Stored records
[Start of section]

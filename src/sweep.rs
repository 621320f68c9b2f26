//! Voltage-sweep driver
//!
//! Iterates an immutable compiled model over an ordered list of voltages:
//! per point, a fresh numeric transition matrix is built, all three
//! steady-state methods run, and transport/current are aggregated into one
//! [`Results`] record per method. No state carries over between voltages, so
//! [`VoltageSweep::run_par`] can fan the points out across threads without
//! changing semantics.

use rayon::prelude::*;
use tracing::{info, trace, warn};

use crate::backend::multi::{self, Mpf};
use crate::backend::Real;
use crate::error::ChannelsolError;
use crate::model::compile::{to_dmatrix, CoeffValues, CompiledModel};
use crate::model::rates::RateTable;
use crate::model::{Conditions, NumericBackend};
use crate::solver::{
    self, MatrixDiagnostics, MethodOutcome, MethodSolution, MethodStatus, Results, SolveMethod,
    VoltageSolve,
};
use crate::transport;

/// Results of a sweep: three parallel lists, one per solution method,
/// indexed by voltage order.
#[derive(Clone, Debug)]
pub struct SweepResults {
    pub eigen: Vec<Results>,
    pub svd: Vec<Results>,
    pub qr: Vec<Results>,
}

impl SweepResults {
    pub fn len(&self) -> usize {
        self.eigen.len()
    }

    pub fn is_empty(&self) -> bool {
        self.eigen.is_empty()
    }
}

struct PointResults {
    eigen: Results,
    svd: Results,
    qr: Results,
}

/// A configured sweep over one compiled model.
pub struct VoltageSweep<'a> {
    model: &'a CompiledModel,
    conditions: &'a Conditions,
    voltages: Vec<f64>,
}

impl<'a> VoltageSweep<'a> {
    /// Validate the conditions against the model topology and set up the
    /// sweep. All configuration errors surface here, before any voltage is
    /// processed.
    pub fn new(
        model: &'a CompiledModel,
        conditions: &'a Conditions,
        voltages: Vec<f64>,
    ) -> Result<Self, ChannelsolError> {
        model.check_conditions(conditions)?;
        Ok(VoltageSweep {
            model,
            conditions,
            voltages,
        })
    }

    pub fn voltages(&self) -> &[f64] {
        &self.voltages
    }

    /// Run the sweep sequentially, in voltage order.
    pub fn run(&self) -> SweepResults {
        self.prepare_backend();
        info!(
            points = self.voltages.len(),
            states = self.model.num_states(),
            backend = %self.model.spec().backend,
            "starting voltage sweep"
        );
        let points = self
            .voltages
            .iter()
            .map(|&v| self.solve_point(v))
            .collect();
        into_lists(points)
    }

    /// Run the sweep with voltage points distributed across threads.
    ///
    /// Each point's computation is a pure function of the immutable model
    /// and its voltage, so the result lists are identical to [`run`](Self::run).
    pub fn run_par(&self) -> SweepResults {
        self.prepare_backend();
        info!(
            points = self.voltages.len(),
            states = self.model.num_states(),
            backend = %self.model.spec().backend,
            "starting parallel voltage sweep"
        );
        let points = self
            .voltages
            .par_iter()
            .map(|&v| self.solve_point(v))
            .collect();
        into_lists(points)
    }

    fn prepare_backend(&self) {
        if self.model.spec().backend == NumericBackend::MultiPrecision {
            multi::set_decimal_digits(self.model.spec().precision_digits);
        }
    }

    fn solve_point(&self, voltage: f64) -> PointResults {
        trace!(voltage, "building transition matrix");
        match self.model.spec().backend {
            NumericBackend::Double => {
                let rates = self.model.rate_table::<f64>(self.conditions, voltage);
                let coeffs = self.model.coeff_values::<f64>(self.conditions);
                let matrix = self.model.numeric_matrix(&rates, &coeffs);
                let solve = solver::double::solve(&to_dmatrix(&matrix));
                self.assemble(voltage, solve, &rates, &coeffs)
            }
            NumericBackend::MultiPrecision => {
                let rates = self.model.rate_table::<Mpf>(self.conditions, voltage);
                let coeffs = self.model.coeff_values::<Mpf>(self.conditions);
                let matrix = self.model.numeric_matrix(&rates, &coeffs);
                let digits = self.model.spec().precision_digits as i32;
                let tol = Mpf::from_f64(0.1).powi((digits - 5).max(10));
                let solve = solver::solve_generic(&matrix, &tol);
                self.assemble(voltage, solve, &rates, &coeffs)
            }
        }
    }

    fn assemble<T: Real>(
        &self,
        voltage: f64,
        solve: VoltageSolve<T>,
        rates: &RateTable<T>,
        coeffs: &CoeffValues<T>,
    ) -> PointResults {
        let eigen = self.results_for(
            voltage,
            SolveMethod::Eigen,
            MethodStatus::Converged,
            &solve.matrix,
            &solve.eigen,
            rates,
            coeffs,
        );
        let svd = match &solve.svd {
            MethodOutcome::Solved(solution) => self.results_for(
                voltage,
                SolveMethod::Svd,
                MethodStatus::Converged,
                &solve.matrix,
                solution,
                rates,
                coeffs,
            ),
            MethodOutcome::FailedToConverge => {
                warn!(voltage, "svd did not converge; reporting the eigen result in its slot");
                self.results_for(
                    voltage,
                    SolveMethod::Svd,
                    MethodStatus::Substituted {
                        failed: SolveMethod::Svd,
                    },
                    &solve.matrix,
                    &solve.eigen,
                    rates,
                    coeffs,
                )
            }
        };
        let qr = self.results_for(
            voltage,
            SolveMethod::Qr,
            MethodStatus::Converged,
            &solve.matrix,
            &solve.qr,
            rates,
            coeffs,
        );
        PointResults { eigen, svd, qr }
    }

    #[allow(clippy::too_many_arguments)]
    fn results_for<T: Real>(
        &self,
        voltage: f64,
        method: SolveMethod,
        status: MethodStatus,
        matrix: &MatrixDiagnostics,
        solution: &MethodSolution<T>,
        rates: &RateTable<T>,
        coeffs: &CoeffValues<T>,
    ) -> Results {
        let summary = transport::aggregate(self.model, rates, coeffs, &solution.steady_state);
        Results {
            voltage,
            method,
            status,
            matrix: *matrix,
            steady_state: solution.steady_state.iter().map(Real::to_f64).collect(),
            transport: summary.transport,
            transport_errors: summary.transport_errors,
            current: summary.current,
            solver: solution.diagnostics,
        }
    }
}

fn into_lists(points: Vec<PointResults>) -> SweepResults {
    let mut results = SweepResults {
        eigen: Vec::with_capacity(points.len()),
        svd: Vec::with_capacity(points.len()),
        qr: Vec::with_capacity(points.len()),
    };
    for p in points {
        results.eigen.push(p.eigen);
        results.svd.push(p.svd);
        results.qr.push(p.qr);
    }
    results
}
//! State-space enumeration and symbolic transition structure
//!
//! Breadth-first exploration from the all-empty state. Each popped state is
//! probed for the three elementary move families, in a fixed order that also
//! fixes the discovered state order (and with it the matrix row/column
//! indices):
//!
//! 1. entry of each solute into site 1 from the extracellular reservoir,
//! 2. internal hops toward the intracellular side, left to right,
//! 3. exit from the last site to the intracellular reservoir.
//!
//! Every undirected edge produces two directed [`TransitionTerm`]s (the
//! forward move and its reverse) plus one entry in each transport table.
//! Multiple microscopic paths into the same matrix cell simply accumulate as
//! separate terms.

use std::collections::{HashMap, VecDeque};

use super::interaction::{CoeffFactor, CoefficientLayout};
use super::rates::{Direction, RateId};
use super::state::ChannelState;

/// One directed microscopic move contributing to the transition matrix:
/// column `from`, row `to`, weighted by rate `rate` times the interaction
/// factors.
#[derive(Clone, Debug)]
pub(crate) struct TransitionTerm {
    pub from: usize,
    pub to: usize,
    pub rate: RateId,
    pub coeffs: Vec<CoeffFactor>,
}

/// One contribution to the flux of a solute over a barrier: the rate (with
/// its interaction factors) leaving `state`.
#[derive(Clone, Debug)]
pub(crate) struct FluxTerm {
    pub rate: RateId,
    pub coeffs: Vec<CoeffFactor>,
    pub state: usize,
}

/// Flux contributions bucketed by `[barrier][ion]`, one table per direction.
#[derive(Clone, Debug)]
pub(crate) struct TransportTable {
    buckets: Vec<Vec<Vec<FluxTerm>>>,
}

impl TransportTable {
    fn new(num_barriers: usize, n_ions: usize) -> Self {
        TransportTable {
            buckets: vec![vec![Vec::new(); n_ions]; num_barriers],
        }
    }

    fn push(&mut self, barrier: usize, ion: usize, term: FluxTerm) {
        self.buckets[barrier][ion].push(term);
    }

    pub fn terms(&self, barrier: usize, ion: usize) -> &[FluxTerm] {
        &self.buckets[barrier][ion]
    }
}

/// The enumerated topology: states in discovery order, directed transition
/// terms, and the two transport tables (inward and outward).
#[derive(Clone, Debug)]
pub(crate) struct StateSpace {
    pub states: Vec<ChannelState>,
    pub transitions: Vec<TransitionTerm>,
    pub inward: TransportTable,
    pub outward: TransportTable,
}

impl StateSpace {
    pub fn num_states(&self) -> usize {
        self.states.len()
    }
}

/// Enumerate all occupancy states reachable from the empty channel and build
/// the symbolic transition structure.
///
/// Termination is guaranteed: the state space is bounded by
/// `(n_ions + 1)^num_sites` and each state enters the worklist once.
pub(crate) fn enumerate(
    num_sites: usize,
    n_ions: usize,
    charges: &[i32],
    layout: &CoefficientLayout,
) -> StateSpace {
    let mut states: Vec<ChannelState> = vec![ChannelState::empty(num_sites)];
    let mut index: HashMap<ChannelState, usize> = HashMap::new();
    index.insert(states[0].clone(), 0);

    let mut queue: VecDeque<usize> = VecDeque::new();
    queue.push_back(0);

    let mut space = StateSpace {
        states: Vec::new(),
        transitions: Vec::new(),
        inward: TransportTable::new(num_sites + 1, n_ions),
        outward: TransportTable::new(num_sites + 1, n_ions),
    };

    while let Some(si) = queue.pop_front() {
        let config = states[si].clone();

        // entry from the extracellular reservoir into site 1
        if config.site(0).is_none() {
            for ion in 0..n_ions {
                let target = config.with_site(0, Some(ion));
                let ti = intern(&mut states, &mut index, &mut queue, target);
                connect(&mut space, &states, charges, layout, si, ti, ion, 0, 1);
            }
        }

        // internal hops toward the intracellular side
        for site in 0..num_sites.saturating_sub(1) {
            if let (Some(ion), None) = (config.site(site), config.site(site + 1)) {
                let target = config.with_site(site, None).with_site(site + 1, Some(ion));
                let ti = intern(&mut states, &mut index, &mut queue, target);
                connect(
                    &mut space,
                    &states,
                    charges,
                    layout,
                    si,
                    ti,
                    ion,
                    site + 1,
                    site + 2,
                );
            }
        }

        // exit from the last site to the intracellular reservoir
        if let Some(ion) = config.site(num_sites - 1) {
            let target = config.with_site(num_sites - 1, None);
            let ti = intern(&mut states, &mut index, &mut queue, target);
            connect(
                &mut space,
                &states,
                charges,
                layout,
                si,
                ti,
                ion,
                num_sites,
                num_sites + 1,
            );
        }
    }

    space.states = states;
    space
}

fn intern(
    states: &mut Vec<ChannelState>,
    index: &mut HashMap<ChannelState, usize>,
    queue: &mut VecDeque<usize>,
    state: ChannelState,
) -> usize {
    if let Some(&i) = index.get(&state) {
        return i;
    }
    let i = states.len();
    index.insert(state.clone(), i);
    states.push(state);
    queue.push_back(i);
    i
}

/// Record both directed terms of one edge: the inward move `src -> dst` out
/// of state `si` and the outward move `dst -> src` out of state `ti`.
/// `src`/`dst` are site coordinates (0 = extracellular, `n + 1` =
/// intracellular); the crossed barrier is `src` for the inward direction.
#[allow(clippy::too_many_arguments)]
fn connect(
    space: &mut StateSpace,
    states: &[ChannelState],
    charges: &[i32],
    layout: &CoefficientLayout,
    si: usize,
    ti: usize,
    ion: usize,
    src: usize,
    dst: usize,
) {
    let barrier = src; // 0-based barrier index crossed by this edge

    let inward_id = RateId {
        barrier,
        ion,
        direction: Direction::Inward,
    };
    let inward_coeffs = layout.factors(&states[si], charges, ion, src, dst);
    space.transitions.push(TransitionTerm {
        from: si,
        to: ti,
        rate: inward_id,
        coeffs: inward_coeffs.clone(),
    });
    space.inward.push(
        barrier,
        ion,
        FluxTerm {
            rate: inward_id,
            coeffs: inward_coeffs,
            state: si,
        },
    );

    let outward_id = RateId {
        barrier,
        ion,
        direction: Direction::Outward,
    };
    let outward_coeffs = layout.factors(&states[ti], charges, ion, dst, src);
    space.transitions.push(TransitionTerm {
        from: ti,
        to: si,
        rate: outward_id,
        coeffs: outward_coeffs.clone(),
    });
    space.outward.push(
        barrier,
        ion,
        FluxTerm {
            rate: outward_id,
            coeffs: outward_coeffs,
            state: ti,
        },
    );
}

#[cfg(test)]
mod tests {
    use super::*;
    use crate::model::InteractionMode;

    fn space(num_sites: usize, n_ions: usize) -> StateSpace {
        let charges = vec![1; n_ions];
        let layout = CoefficientLayout::new(InteractionMode::None, num_sites);
        enumerate(num_sites, n_ions, &charges, &layout)
    }

    #[test]
    fn full_cartesian_space_is_reachable() {
        for (n, k) in [(1, 1), (1, 3), (2, 2), (3, 2), (4, 1)] {
            let s = space(n, k);
            assert_eq!(s.num_states(), (k + 1).pow(n as u32), "n={n} k={k}");
        }
    }

    #[test]
    fn single_site_edge_set() {
        let s = space(1, 1);
        assert_eq!(s.num_states(), 2);
        // two edges (entry and exit), each with two directed terms
        assert_eq!(s.transitions.len(), 4);
        // every barrier bucket holds exactly one term per direction
        assert_eq!(s.inward.terms(0, 0).len(), 1);
        assert_eq!(s.inward.terms(1, 0).len(), 1);
        assert_eq!(s.outward.terms(0, 0).len(), 1);
        assert_eq!(s.outward.terms(1, 0).len(), 1);
    }

    #[test]
    fn directed_terms_never_touch_the_diagonal() {
        let s = space(3, 2);
        assert!(s.transitions.iter().all(|t| t.from != t.to));
    }

    #[test]
    fn inward_terms_leave_the_recorded_state() {
        let s = space(2, 2);
        for barrier in 0..3 {
            for ion in 0..2 {
                for term in s.inward.terms(barrier, ion) {
                    assert_eq!(term.rate.barrier, barrier);
                    assert_eq!(term.rate.ion, ion);
                    assert_eq!(term.rate.direction, Direction::Inward);
                    // the recorded source state must exist
                    assert!(term.state < s.num_states());
                }
            }
        }
    }
}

[End of section]

▸ **WHAT YOU WILL DO**
Using the entries above, return each line that includes the word "buckets".

▸ **TASK RESULT**
    buckets: Vec<Vec<Vec<FluxTerm>>>,
            buckets: vec![vec![Vec::new(); n_ions]; num_barriers],
        self.buckets[barrier][ion].push(term);
        &self.buckets[barrier][ion]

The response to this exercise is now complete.